By now, it’s probably no secret to you that red meat has a bad reputation for health. “Regular consumption of red meat has been linked to increased risk of developing high cholesterol and high blood pressure, both of which may lead to heart disease, and also increases risk of developing certain types of cancers,” says Roxana Ehsani, MS, RD, CSSD, LDN, registered dietitian nutritionist and National Media Spokesperson for the Academy of Nutrition and Dietetics. “Some studies have even found high intake of red meat increases risk for developing diabetes, and may even reduce one’s life span.”
However, it’s not just the red meat itself that can present issues. It’s how you prepare it. “If you choose to grill it and the meat burns, this can cause the meat to contain harmful carcinogens which have been linked to increased cancer risk as well,” adds Ehsani.
Since lots of red meat is also processed, you risk lots of excess salt consumption. “Certain types of red meat like sausage, hot dogs, bacon, deli meats, can also be very high in salt, which may raise one’s blood pressure,” says Ehsani.
“People with high cholesterol should not be biting into a piece of steak or hamburger daily,” says Ehsani. “Unfortunately, if you already have high cholesterol, consuming red meat won’t help your cholesterol levels lower, it actually will do the opposite, and will increase those bad values even more.”
She adds that for people with high cholesterol, it’s best to limit your consumption of red meat to approximately once or twice a month–and try to choose the leanest cut of red meat when do you choose to eat it. Flank steak, filet mignon, or sirloin are the leanest cut options to go for.
If you have Alpha-gal Syndrome, you got it from a Lone Star tick that may result in a red meat allergy.
“Alpha-gal (galactose-α-1,3-galactose) is a sugar molecule found in mammals, and not found in fish, birds, reptiles, or people,” explains registered dietitian Jonathan Valdez, RDN, owner of Genki Nutrition and a spokesperson for the New York State Academy of Nutrition and Dietetics. “Consuming meat may cause hives, nausea, vomiting, heartburn, diarrhea, cough, drop in blood pressure, severe stomach pain, and swelling in lips or eyes, or throat.”
People with heart disease should be very cautious of their intake of red meat.
“For example, a person with heart disease may already have a buildup of unhealthy plaque in their arteries, and should be eating a diet very low in any type of unhealthful fat like saturated or trans-fat that may cause even more plaque buildup,” says Ehsani. “This plaque buildup, if narrowed even more, can lead to fatal or near-fatal events like a stroke or heart attack.”
“High protein diets when your kidneys aren’t functioning well could do more harm than good,” says Valdes. “You may need to drop your intake between 0.6-0.8 grams of protein per kilogram of weight depending on your kidney function. If you have this, follow up with a registered dietitian nutritionist to help you develop your diet.”

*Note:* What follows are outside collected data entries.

//! LayerPool: owning store for layers, addressed by generational `LayerId`s.
//!
//! Operations that touch two layers (mix, weight reads through a mix pair,
//! handing channels back when a mix layer stops) go through the pool so the
//! partner is looked up by handle. A removed partner leaves a stale handle;
//! reads through it degrade to the layer's own weight.

use std::sync::Arc;

use crate::binding::ChannelTarget;
use crate::blend::ChannelBlender;
use crate::config::Config;
use crate::data::AnimationClip;
use crate::ids::{IdAllocator, LayerId};
use crate::layer::{AnimationLayer, LayerTick};
use crate::options::PlayOptions;
use crate::scene::{EntityId, SceneLookup};

#[derive(Debug)]
struct Slot {
    id: LayerId,
    layer: AnimationLayer,
}

#[derive(Debug)]
pub struct LayerPool {
    cfg: Config,
    ids: IdAllocator,
    slots: Vec<Option<Slot>>,
}

impl Default for LayerPool {
    fn default() -> Self {
        Self::new(Config::default())
    }
}

impl LayerPool {
    pub fn new(cfg: Config) -> Self {
        Self {
            ids: IdAllocator::with_capacity(cfg.layer_capacity),
            slots: Vec::with_capacity(cfg.layer_capacity),
            cfg,
        }
    }

    #[inline]
    pub fn config(&self) -> &Config {
        &self.cfg
    }

    pub fn create_layer(&mut self) -> LayerId {
        let id = self.ids.alloc();
        let idx = id.index as usize;
        if self.slots.len() <= idx {
            self.slots.resize_with(idx + 1, || None);
        }
        self.slots[idx] = Some(Slot {
            id,
            layer: AnimationLayer::with_config(&self.cfg),
        });
        id
    }

    /// Drop a layer. Its handle, and any partner's handle to it, go stale.
    /// A playing mix layer hands its channels back first.
    pub fn remove_layer(&mut self, id: LayerId) -> Option<AnimationLayer> {
        self.release_if_mixing(id);
        if !self.ids.release(id) {
            return None;
        }
        self.slots
            .get_mut(id.index as usize)
            .and_then(Option::take)
            .map(|s| s.layer)
    }

    /// Remove every layer that is no longer playing. Returns how many went.
    pub fn remove_idle_layers(&mut self) -> usize {
        let idle: Vec<LayerId> = self.iter().filter(|(_, l)| !l.is_playing()).map(|(id, _)| id).collect();
        for id in &idle {
            self.remove_layer(*id);
        }
        idle.len()
    }

    #[inline]
    pub fn contains(&self, id: LayerId) -> bool {
        self.ids.is_live(id)
    }

    pub fn get(&self, id: LayerId) -> Option<&AnimationLayer> {
        if !self.ids.is_live(id) {
            return None;
        }
        self.slots
            .get(id.index as usize)?
            .as_ref()
            .map(|s| &s.layer)
    }

    pub fn get_mut(&mut self, id: LayerId) -> Option<&mut AnimationLayer> {
        if !self.ids.is_live(id) {
            return None;
        }
        self.slots
            .get_mut(id.index as usize)?
            .as_mut()
            .map(|s| &mut s.layer)
    }

    /// Borrow two distinct live layers mutably.
    pub fn get_pair_mut(
        &mut self,
        a: LayerId,
        b: LayerId,
    ) -> Option<(&mut AnimationLayer, &mut AnimationLayer)> {
        if a.index == b.index || !self.ids.is_live(a) || !self.ids.is_live(b) {
            return None;
        }
        let (ia, ib) = (a.index as usize, b.index as usize);
        let (lo, hi) = (ia.min(ib), ia.max(ib));
        let (head, tail) = self.slots.split_at_mut(hi);
        let lo_layer = &mut head.get_mut(lo)?.as_mut()?.layer;
        let hi_layer = &mut tail.get_mut(0)?.as_mut()?.layer;
        if ia < ib {
            Some((lo_layer, hi_layer))
        } else {
            Some((hi_layer, lo_layer))
        }
    }

    /// Live layers in slot order.
    pub fn iter(&self) -> impl Iterator<Item = (LayerId, &AnimationLayer)> {
        self.slots
            .iter()
            .filter_map(|s| s.as_ref().map(|s| (s.id, &s.layer)))
    }

    pub fn len(&self) -> usize {
        self.slots.iter().filter(|s| s.is_some()).count()
    }

    pub fn is_empty(&self) -> bool {
        self.len() == 0
    }

    // ---- playback ----------------------------------------------------------

    pub fn play(
        &mut self,
        id: LayerId,
        clip: Option<Arc<AnimationClip>>,
        scene: &dyn SceneLookup,
        root: EntityId,
        options: &PlayOptions,
    ) -> Option<Vec<ChannelTarget>> {
        self.release_if_mixing(id);
        self.get_mut(id)?.play(clip, scene, root, options)
    }

    pub fn can_mix(&self, target: LayerId, next_clip: &AnimationClip, scene: &dyn SceneLookup, root: EntityId) -> bool {
        self.get(target)
            .is_some_and(|layer| layer.can_mix(next_clip, scene, root))
    }

    /// Mix `clip` on `mix_layer` over `target`. False when either handle is
    /// stale, both are the same layer, or the target is not playing.
    /// A layer that is already mixing releases its previous claims first.
    pub fn mix(
        &mut self,
        mix_layer: LayerId,
        clip: Arc<AnimationClip>,
        target: LayerId,
        scene: &dyn SceneLookup,
        mix_entity: EntityId,
        options: &PlayOptions,
    ) -> bool {
        if self.get_pair_mut(mix_layer, target).is_some() {
            self.release_if_mixing(mix_layer);
        }
        match self.get_pair_mut(mix_layer, target) {
            Some((layer, target_layer)) => layer.mix(clip, target_layer, target, scene, mix_entity, options),
            None => {
                log::warn!("mix {mix_layer:?} over {target:?}: layer handle is stale or shared");
                false
            }
        }
    }

    /// Stop a layer. A mix layer cut immediately hands its channels back.
    pub fn stop(&mut self, id: LayerId, immediate: bool) {
        let Some(layer) = self.get_mut(id) else {
            return;
        };
        let was_playing = layer.is_playing();
        layer.stop(immediate);
        if was_playing && !layer.is_playing() && layer.is_mix_layer() {
            self.release_mix_claims(id);
        }
    }

    /// Start `clip` on a fresh layer that ramps in over `duration` ticks while
    /// `from` (if playing) ramps out over the same span.
    pub fn cross_fade(
        &mut self,
        from: LayerId,
        clip: Arc<AnimationClip>,
        scene: &dyn SceneLookup,
        root: EntityId,
        duration: f32,
        options: &PlayOptions,
    ) -> Option<(LayerId, Vec<ChannelTarget>)> {
        let to = self.create_layer();
        let targets = match self.play(to, Some(clip), scene, root, options) {
            Some(t) => t,
            None => {
                self.remove_layer(to);
                return None;
            }
        };
        if let Some(layer) = self.get_mut(to) {
            layer.cross_fade_in(duration);
        }
        if let Some(outgoing) = self.get_mut(from) {
            if outgoing.is_playing() {
                outgoing.fade_out(duration);
            }
        }
        Some((to, targets))
    }

    // ---- per tick ----------------------------------------------------------

    pub fn update_state(&mut self, id: LayerId, delta: f32) -> LayerTick {
        let tick = match self.get_mut(id) {
            Some(layer) => layer.update_state(delta),
            None => return LayerTick::default(),
        };
        if tick.released_mix {
            self.release_mix_claims(id);
        }
        tick
    }

    /// Tick every live layer in slot order.
    pub fn update_all(&mut self, delta: f32) {
        for idx in 0..self.slots.len() {
            let Some(slot) = self.slots[idx].as_mut() else {
                continue;
            };
            let id = slot.id;
            if slot.layer.update_state(delta).released_mix {
                self.release_mix_claims(id);
            }
        }
    }

    /// Revert every channel `mix_layer` claimed to its mix target.
    pub fn release_mix_claims(&mut self, mix_layer: LayerId) {
        let Some(target) = self.get(mix_layer).and_then(|l| l.mix_target_layer()) else {
            return;
        };
        match self.get_pair_mut(mix_layer, target) {
            Some((layer, target_layer)) => layer.remove_mix_weight(target_layer),
            None => log::error!("mix target {target:?} of {mix_layer:?} is gone; nothing to hand back"),
        }
    }

    fn release_if_mixing(&mut self, id: LayerId) {
        if self.get(id).is_some_and(|l| l.is_mix_layer() && l.is_playing()) {
            self.release_mix_claims(id);
        }
    }

    /// Effective weight of one channel, resolving the mix partner by handle.
    pub fn channel_layer_weight(&self, id: LayerId, channel: usize) -> Option<f32> {
        let layer = self.get(id)?;
        let partner = layer.mix_target_layer().and_then(|t| self.get(t));
        if layer.is_mix_layer() && partner.is_none() {
            log::warn!("{id:?}: mix target is gone; using own layer weight");
        }
        Some(layer.channel_layer_weight(channel, partner))
    }

    /// Deliver queued events on every layer. Returns the total delivered.
    pub fn trigger_all_events(&mut self) -> usize {
        self.slots
            .iter_mut()
            .flatten()
            .map(|s| s.layer.trigger_events())
            .sum()
    }

    /// Add one layer's weighted channel values to `blender`.
    pub fn accumulate(&self, id: LayerId, targets: &[ChannelTarget], blender: &mut ChannelBlender) {
        let Some(layer) = self.get(id) else {
            return;
        };
        let partner = layer.mix_target_layer().and_then(|t| self.get(t));
        blender.add_layer(layer, targets, partner);
    }
}
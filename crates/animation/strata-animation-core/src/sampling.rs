//! Keyframe lookup: which pair of keys brackets a time, and how far between them.
//!
//! Model:
//! - current key = last key whose time is strictly below the query (0 if none).
//! - next key = current + 1; past the end it clamps (Once) or wraps to 0 (Loop).
//! - alpha = 0 when both keys coincide, 1 when their gap is below epsilon
//!   (this includes the negative gap of a loop wrap), else the linear ratio.
//!
//! The scan runs backward from the last key: playback usually sits near the
//! end of what was looked up last frame.

use crate::data::KeyframeCurve;
use crate::options::WrapMode;

#[derive(Copy, Clone, Debug, PartialEq)]
pub struct KeySample {
    pub current_key: usize,
    pub next_key: usize,
    pub alpha: f32,
}

impl KeyframeCurve {
    /// Locate the bracketing keys for `time` (seconds). `None` for an empty curve.
    pub fn sample_at(&self, time: f32, wrap_mode: WrapMode, epsilon: f32) -> Option<KeySample> {
        let keys = &self.keys;
        let num_keys = keys.len();
        if num_keys == 0 {
            return None;
        }

        let mut current_key = 0;
        let mut key_time = 0.0;
        for i in (0..num_keys).rev() {
            if time > keys[i].time {
                current_key = i;
                key_time = time - keys[i].time;
                break;
            }
        }

        let mut next_key = current_key + 1;
        if next_key >= num_keys {
            next_key = match wrap_mode {
                WrapMode::Once => num_keys - 1,
                WrapMode::Loop => 0,
            };
        }

        let alpha = if next_key == current_key {
            0.0
        } else {
            let gap = keys[next_key].time - keys[current_key].time;
            if gap < epsilon {
                1.0
            } else {
                key_time / gap
            }
        };

        Some(KeySample {
            current_key,
            next_key,
            alpha,
        })
    }
}
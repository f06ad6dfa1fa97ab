//! Core configuration for strata-animation-core.

use serde::{Deserialize, Serialize};

use crate::options::WrapMode;

/// Tuning knobs shared by every layer created from the same pool.
/// Keep this minimal; expand as needed without breaking API.
#[derive(Clone, Debug, Serialize, Deserialize, PartialEq)]
#[serde(default)]
pub struct Config {
    /// Ticks per second of the `update_state` delta. Fade and cross-fade
    /// durations are expressed in ticks too; channel time is in seconds.
    pub tick_units_per_second: f32,

    /// Key gaps smaller than this sample the next key outright (alpha = 1).
    pub key_gap_epsilon: f32,

    /// Wrap mode used by `play` when the options leave it unset.
    pub default_wrap_mode: WrapMode,

    /// Initial capacity of each layer's activated-event queue.
    pub event_queue_capacity: usize,

    /// Initial slot capacity of a `LayerPool`.
    pub layer_capacity: usize,
}

impl Default for Config {
    fn default() -> Self {
        Self {
            tick_units_per_second: 1000.0,
            key_gap_epsilon: 1e-5,
            default_wrap_mode: WrapMode::Loop,
            event_queue_capacity: 8,
            layer_capacity: 4,
        }
    }
}

impl Config {
    /// Convert an update delta (ticks) into clip seconds.
    #[inline]
    pub fn ticks_to_seconds(&self, ticks: f32) -> f32 {
        if self.tick_units_per_second > 0.0 {
            ticks / self.tick_units_per_second
        } else {
            ticks
        }
    }
}

#[cfg(test)]
mod tests {
    use super::*;

    #[test]
    fn defaults_use_milliseconds() {
        let cfg = Config::default();
        assert_eq!(cfg.ticks_to_seconds(500.0), 0.5);
        assert_eq!(cfg.default_wrap_mode, WrapMode::Loop);
    }

    #[test]
    fn partial_json_fills_defaults() {
        let cfg: Config = serde_json::from_str(r#"{ "key_gap_epsilon": 0.001 }"#).unwrap();
        assert_eq!(cfg.key_gap_epsilon, 0.001);
        assert_eq!(cfg.tick_units_per_second, 1000.0);
    }
}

If you have one or a few of the risk factors for heart disease such as high blood pressure, high cholesterol, diabetes, obesity, are physically inactive, and/or are eating an unhealthy diet, you likely should be more wary of consuming red meat often.
“People with these conditions already are more predisposed for developing heart disease and are at greater risk for other health conditions,” says Ehasni. “It’s best for people with this risk to limit their intake of red meat as much as possible, and instead focus on choosing very lean cuts of protein, such as chicken breast, fish, beans, or lentils.”